After exiting from the Joint Comprehensive Plan of Action (JCPoA), better known as the Iran nuclear agreement, the U.S. administration has swiftly moved into re-imposing sanctions on Iran beginning in August. The very first tranche of the sanctions that went into effect in August targets Iran’s access to the global financial market by curbing its access to the USD and the rest of the sanctions, which would go live by November this year would specifically target Iran’s oil imports and banking systems.

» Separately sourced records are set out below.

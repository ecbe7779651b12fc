//! Static unit tables and the keyed category index

use rustc_hash::FxHashMap;

/// A single convertible unit. `factor` is the multiplier into the
/// category's base unit (meaningless for temperature, which converts
/// through [`super::convert`]'s affine paths).
#[derive(Debug, PartialEq)]
pub struct Unit {
    pub name: &'static str,
    pub symbol: &'static str,
    pub factor: f64,
}

/// A conversion category: display name, base-unit symbol, and the unit
/// table in selector order. Every table carries at least two units.
#[derive(Debug)]
pub struct UnitCategory {
    pub name: &'static str,
    pub base_unit: &'static str,
    pub units: &'static [Unit],
}

impl UnitCategory {
    /// Look up a unit by its symbol
    pub fn unit(&self, symbol: &str) -> Option<&Unit> {
        self.units.iter().find(|u| u.symbol == symbol)
    }

    /// Index of a unit within the selector order
    pub fn position(&self, symbol: &str) -> Option<usize> {
        self.units.iter().position(|u| u.symbol == symbol)
    }
}

pub static LENGTH: UnitCategory = UnitCategory {
    name: "Length",
    base_unit: "m",
    units: &[
        Unit { name: "Kilometer", symbol: "km", factor: 1000.0 },
        Unit { name: "Meter", symbol: "m", factor: 1.0 },
        Unit { name: "Centimeter", symbol: "cm", factor: 0.01 },
        Unit { name: "Millimeter", symbol: "mm", factor: 0.001 },
        Unit { name: "Mile", symbol: "mi", factor: 1609.34 },
        Unit { name: "Yard", symbol: "yd", factor: 0.9144 },
        Unit { name: "Foot", symbol: "ft", factor: 0.3048 },
        Unit { name: "Inch", symbol: "in", factor: 0.0254 },
    ],
};

pub static AREA: UnitCategory = UnitCategory {
    name: "Area",
    base_unit: "m²",
    units: &[
        Unit { name: "Square Kilometer", symbol: "km²", factor: 1_000_000.0 },
        Unit { name: "Square Meter", symbol: "m²", factor: 1.0 },
        Unit { name: "Square Mile", symbol: "mi²", factor: 2_589_988.11 },
        Unit { name: "Acre", symbol: "ac", factor: 4046.86 },
        Unit { name: "Hectare", symbol: "ha", factor: 10_000.0 },
    ],
};

pub static VOLUME: UnitCategory = UnitCategory {
    name: "Volume",
    base_unit: "L",
    units: &[
        Unit { name: "Cubic Meter", symbol: "m³", factor: 1000.0 },
        Unit { name: "Liter", symbol: "L", factor: 1.0 },
        Unit { name: "Milliliter", symbol: "mL", factor: 0.001 },
        Unit { name: "Gallon (US)", symbol: "gal", factor: 3.78541 },
        Unit { name: "Quart (US)", symbol: "qt", factor: 0.946353 },
        Unit { name: "Pint (US)", symbol: "pt", factor: 0.473176 },
    ],
};

pub static MASS: UnitCategory = UnitCategory {
    name: "Mass",
    base_unit: "kg",
    units: &[
        Unit { name: "Tonne", symbol: "t", factor: 1000.0 },
        Unit { name: "Kilogram", symbol: "kg", factor: 1.0 },
        Unit { name: "Gram", symbol: "g", factor: 0.001 },
        Unit { name: "Milligram", symbol: "mg", factor: 0.000001 },
        Unit { name: "Pound", symbol: "lb", factor: 0.453592 },
        Unit { name: "Ounce", symbol: "oz", factor: 0.0283495 },
    ],
};

pub static TEMPERATURE: UnitCategory = UnitCategory {
    name: "Temperature",
    base_unit: "°C",
    units: &[
        Unit { name: "Celsius", symbol: "°C", factor: 1.0 },
        Unit { name: "Fahrenheit", symbol: "°F", factor: 1.0 },
        Unit { name: "Kelvin", symbol: "K", factor: 1.0 },
    ],
};

/// Category table in selector order, keyed by the identifiers the session
/// and the conversion math use.
pub static CATEGORIES: [(&str, &UnitCategory); 5] = [
    ("length", &LENGTH),
    ("area", &AREA),
    ("volume", &VOLUME),
    ("mass", &MASS),
    ("temperature", &TEMPERATURE),
];

/// Keyed index over [`CATEGORIES`] for by-name lookup
pub struct UnitCatalog {
    index: FxHashMap<&'static str, &'static UnitCategory>,
}

impl UnitCatalog {
    pub fn new() -> Self {
        let mut index = FxHashMap::default();
        for (key, category) in &CATEGORIES {
            index.insert(*key, *category);
        }
        UnitCatalog { index }
    }

    /// Resolve a category key, returning the interned key alongside the
    /// table so callers can store both with a `'static` lifetime.
    pub fn lookup(&self, key: &str) -> Option<(&'static str, &'static UnitCategory)> {
        self.index.get_key_value(key).map(|(k, v)| (*k, *v))
    }

    pub fn category(&self, key: &str) -> Option<&'static UnitCategory> {
        self.index.get(key).copied()
    }
}

impl Default for UnitCatalog {
    fn default() -> Self {
        Self::new()
    }
}

#[cfg(test)]
mod tests {
    use super::*;

    #[test]
    fn test_catalog_resolves_every_category() {
        let catalog = UnitCatalog::new();
        for (key, category) in &CATEGORIES {
            let found = catalog.category(key).expect("category missing from index");
            assert_eq!(found.name, category.name);
            assert!(found.units.len() >= 2);
        }
        assert!(catalog.category("acceleration").is_none());
    }

    #[test]
    fn test_base_units_have_factor_one() {
        for (_, category) in &CATEGORIES {
            let base = category
                .unit(category.base_unit)
                .expect("base unit missing from its own table");
            assert_eq!(base.factor, 1.0);
        }
    }

    #[test]
    fn test_unit_lookup_by_symbol() {
        assert_eq!(LENGTH.unit("mi").map(|u| u.name), Some("Mile"));
        assert_eq!(LENGTH.position("m"), Some(1));
        assert!(TEMPERATURE.unit("R").is_none());
    }
}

However, China which remains a partner to the Iran nuclear agreement despite U.S. exit is likely to defy U.S. sanctions and continue to boost its trade ties with Iran. The statistics also suggest that same. In the first half of 2018, China-Iran trade turnover reached $19.66 billion, which is a 2.2 percent increase over the same period last year. China’s imports from Iran grew by 22.7 percent to $11.26 billion, while its exports declined by 4.8 percent to $8.4 billion.
The commentary from China’s foreign ministry also stressed the point. China's Assistant Foreign Minister Zhang Jun said that Iran would play a pivotal road in China’s development of the 3200km long new ‘Silk Road’ that goes all the way to Kazakhstan, Kyrgyzstan, Uzbekistan, Turkmenistan and Urumqi in China.